WHAT THE EXERCISE ASKS
All of the data should be restated exactly as it stands.

DATA IN THIS EXERCISE
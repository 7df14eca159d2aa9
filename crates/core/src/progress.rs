// SPDX-License-Identifier: BUSL-1.1
// Copyright (c) 2026 Alfred Jean LLC

//! Progress inference: a pure fold from an agent event sequence into a
//! structured snapshot.
//!
//! Replaying the same events always yields the same snapshot; the fold
//! keeps no state outside its arguments so live updates and post-hoc
//! recomputation agree.

use crate::event::{AgentEvent, ItemKind, ItemPayload};
use serde::{Deserialize, Serialize};
use std::collections::{HashMap, HashSet};

/// Per-item lifecycle state within the fold.
#[derive(Debug, Clone, Copy, PartialEq, Eq, Serialize, Deserialize)]
#[serde(rename_all = "snake_case")]
pub enum StepState {
    InProgress,
    Completed,
}

impl StepState {
    fn as_str(&self) -> &'static str {
        match self {
            StepState::InProgress => "in_progress",
            StepState::Completed => "completed",
        }
    }
}

/// One entry in the snapshot's step list.
#[derive(Debug, Clone, PartialEq, Eq, Serialize, Deserialize)]
pub struct StepSummary {
    #[serde(rename = "type")]
    pub kind: String,
    pub description: String,
    pub status: String,
}

/// Structured progress view of a running or finished task.
#[derive(Debug, Clone, Default, PartialEq, Serialize, Deserialize)]
pub struct ProgressSnapshot {
    pub current_action: String,
    pub total_steps: usize,
    pub completed_steps: usize,
    /// `floor(100 * completed / total)`, zero when no steps have started.
    pub progress_percentage: u8,
    pub files_changed: usize,
    pub commands_executed: usize,
    pub steps: Vec<StepSummary>,
    pub is_complete: bool,
    pub has_failed: bool,
}

/// Tracked item: latest payload, latest state, first-seen order.
struct ItemTrack {
    payload: ItemPayload,
    state: StepState,
}

/// Fold an event sequence into a [`ProgressSnapshot`].
pub fn infer_progress(events: &[AgentEvent]) -> ProgressSnapshot {
    let mut order: Vec<String> = Vec::new();
    let mut items: HashMap<String, ItemTrack> = HashMap::new();
    let mut last_turn_message = String::from("starting");
    let mut is_complete = false;
    let mut has_failed = false;

    let mut upsert = |order: &mut Vec<String>,
                      items: &mut HashMap<String, ItemTrack>,
                      item: &ItemPayload,
                      state: StepState| {
        match items.get_mut(&item.id) {
            Some(track) => {
                track.payload = item.clone();
                // completed is sticky: a late item.updated after
                // item.completed must not resurrect the step
                if track.state != StepState::Completed {
                    track.state = state;
                }
            }
            None => {
                order.push(item.id.clone());
                items.insert(
                    item.id.clone(),
                    ItemTrack {
                        payload: item.clone(),
                        state,
                    },
                );
            }
        }
    };

    for event in events {
        match event {
            AgentEvent::ThreadStarted { .. } => last_turn_message = "thread started".to_string(),
            AgentEvent::TurnStarted => last_turn_message = "working".to_string(),
            AgentEvent::TurnCompleted { .. } => {
                is_complete = true;
                last_turn_message = "turn completed".to_string();
            }
            AgentEvent::TurnFailed { error } => {
                is_complete = true;
                has_failed = true;
                last_turn_message = format!("turn failed: {error}");
            }
            AgentEvent::ItemStarted { item } | AgentEvent::ItemUpdated { item } => {
                upsert(&mut order, &mut items, item, StepState::InProgress);
            }
            AgentEvent::ItemCompleted { item } => {
                upsert(&mut order, &mut items, item, StepState::Completed);
            }
            AgentEvent::Unknown { .. } => {}
        }
    }

    let total_steps = order.len();
    let completed_steps = order
        .iter()
        .filter_map(|id| items.get(id))
        .filter(|t| t.state == StepState::Completed)
        .count();

    let mut files: HashSet<&str> = HashSet::new();
    let mut commands_executed = 0usize;
    for id in &order {
        let Some(track) = items.get(id) else { continue };
        if track.state != StepState::Completed {
            continue;
        }
        match track.payload.kind {
            ItemKind::FileChange => {
                files.extend(track.payload.paths.iter().map(String::as_str));
            }
            ItemKind::CommandExecution => commands_executed += 1,
            _ => {}
        }
    }

    // Most recent item still in progress wins; otherwise the last turn
    // state message stands in.
    let current_action = order
        .iter()
        .rev()
        .filter_map(|id| items.get(id))
        .find(|t| t.state != StepState::Completed)
        .map(|t| t.payload.description.clone())
        .unwrap_or(last_turn_message);

    let progress_percentage = if total_steps == 0 {
        0
    } else {
        (100 * completed_steps / total_steps) as u8
    };

    let steps = order
        .iter()
        .filter_map(|id| items.get(id))
        .map(|t| StepSummary {
            kind: t.payload.kind.as_str().to_string(),
            description: t.payload.description.clone(),
            status: t.state.as_str().to_string(),
        })
        .collect();

    ProgressSnapshot {
        current_action,
        total_steps,
        completed_steps,
        progress_percentage,
        files_changed: files.len(),
        commands_executed,
        steps,
        is_complete,
        has_failed,
    }
}

#[cfg(test)]
#[path = "progress_tests.rs"]
mod tests;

OUTPUT BELOW
repository 7df14eca159d2aa9
filename crates/core/src/progress.rs
// SPDX-License-Identifier: BUSL-1.1
// Copyright (c) 2026 Alfred Jean LLC

//! Progress inference: a pure fold from an agent event sequence into a
//! structured snapshot.
//!
//! Replaying the same events always yields the same snapshot; the fold
//! keeps no state outside its arguments so live updates and post-hoc
//! recomputation agree.

use crate::event::{AgentEvent, ItemKind, ItemPayload};
use serde::{Deserialize, Serialize};
use std::collections::{HashMap, HashSet};

/// Per-item lifecycle state within the fold.
#[derive(Debug, Clone, Copy, PartialEq, Eq, Serialize, Deserialize)]
#[serde(rename_all = "snake_case")]
pub enum StepState {
    InProgress,
    Completed,
}

impl StepState {
    fn as_str(&self) -> &'static str {
        match self {
            StepState::InProgress => "in_progress",
            StepState::Completed => "completed",
        }
    }
}

/// One entry in the snapshot's step list.
#[derive(Debug, Clone, PartialEq, Eq, Serialize, Deserialize)]
pub struct StepSummary {
    #[serde(rename = "type")]
    pub kind: String,
    pub description: String,
    pub status: String,
}

/// Structured progress view of a running or finished task.
#[derive(Debug, Clone, Default, PartialEq, Serialize, Deserialize)]
pub struct ProgressSnapshot {
    pub current_action: String,
    pub total_steps: usize,
    pub completed_steps: usize,
    /// `floor(100 * completed / total)`, zero when no steps have started.
    pub progress_percentage: u8,
    pub files_changed: usize,
    pub commands_executed: usize,
    pub steps: Vec<StepSummary>,
    pub is_complete: bool,
    pub has_failed: bool,
}

/// Tracked item: latest payload, latest state, first-seen order.
struct ItemTrack {
    payload: ItemPayload,
    state: StepState,
}

/// Fold an event sequence into a [`ProgressSnapshot`].
pub fn infer_progress(events: &[AgentEvent]) -> ProgressSnapshot {
    let mut order: Vec<String> = Vec::new();
    let mut items: HashMap<String, ItemTrack> = HashMap::new();
    let mut last_turn_message = String::from("starting");
    let mut is_complete = false;
    let mut has_failed = false;

    let mut upsert = |order: &mut Vec<String>,
                      items: &mut HashMap<String, ItemTrack>,
                      item: &ItemPayload,
                      state: StepState| {
        match items.get_mut(&item.id) {
            Some(track) => {
                track.payload = item.clone();
                // completed is sticky: a late item.updated after
                // item.completed must not resurrect the step
                if track.state != StepState::Completed {
                    track.state = state;
                }
            }
            None => {
                order.push(item.id.clone());
                items.insert(
                    item.id.clone(),
                    ItemTrack {
                        payload: item.clone(),
                        state,
                    },
                );
            }
        }
    };

    for event in events {
        match event {
            AgentEvent::ThreadStarted { .. } => last_turn_message = "thread started".to_string(),
            AgentEvent::TurnStarted => last_turn_message = "working".to_string(),
            AgentEvent::TurnCompleted { .. } => {
                is_complete = true;
                last_turn_message = "turn completed".to_string();
            }
            AgentEvent::TurnFailed { error } => {
                is_complete = true;
                has_failed = true;
                last_turn_message = format!("turn failed: {error}");
            }
            AgentEvent::ItemStarted { item } | AgentEvent::ItemUpdated { item } => {
                upsert(&mut order, &mut items, item, StepState::InProgress);
            }
            AgentEvent::ItemCompleted { item } => {
                upsert(&mut order, &mut items, item, StepState::Completed);
            }
            AgentEvent::Unknown { .. } => {}
        }
    }

    let total_steps = order.len();
    let completed_steps = order
        .iter()
        .filter_map(|id| items.get(id))
        .filter(|t| t.state == StepState::Completed)
        .count();

    let mut files: HashSet<&str> = HashSet::new();
    let mut commands_executed = 0usize;
    for id in &order {
        let Some(track) = items.get(id) else { continue };
        if track.state != StepState::Completed {
            continue;
        }
        match track.payload.kind {
            ItemKind::FileChange => {
                files.extend(track.payload.paths.iter().map(String::as_str));
            }
            ItemKind::CommandExecution => commands_executed += 1,
            _ => {}
        }
    }

    // Most recent item still in progress wins; otherwise the last turn
    // state message stands in.
    let current_action = order
        .iter()
        .rev()
        .filter_map(|id| items.get(id))
        .find(|t| t.state != StepState::Completed)
        .map(|t| t.payload.description.clone())
        .unwrap_or(last_turn_message);

    let progress_percentage = if total_steps == 0 {
        0
    } else {
        (100 * completed_steps / total_steps) as u8
    };

    let steps = order
        .iter()
        .filter_map(|id| items.get(id))
        .map(|t| StepSummary {
            kind: t.payload.kind.as_str().to_string(),
            description: t.payload.description.clone(),
            status: t.state.as_str().to_string(),
        })
        .collect();

    ProgressSnapshot {
        current_action,
        total_steps,
        completed_steps,
        progress_percentage,
        files_changed: files.len(),
        commands_executed,
        steps,
        is_complete,
        has_failed,
    }
}

#[cfg(test)]
#[path = "progress_tests.rs"]
mod tests;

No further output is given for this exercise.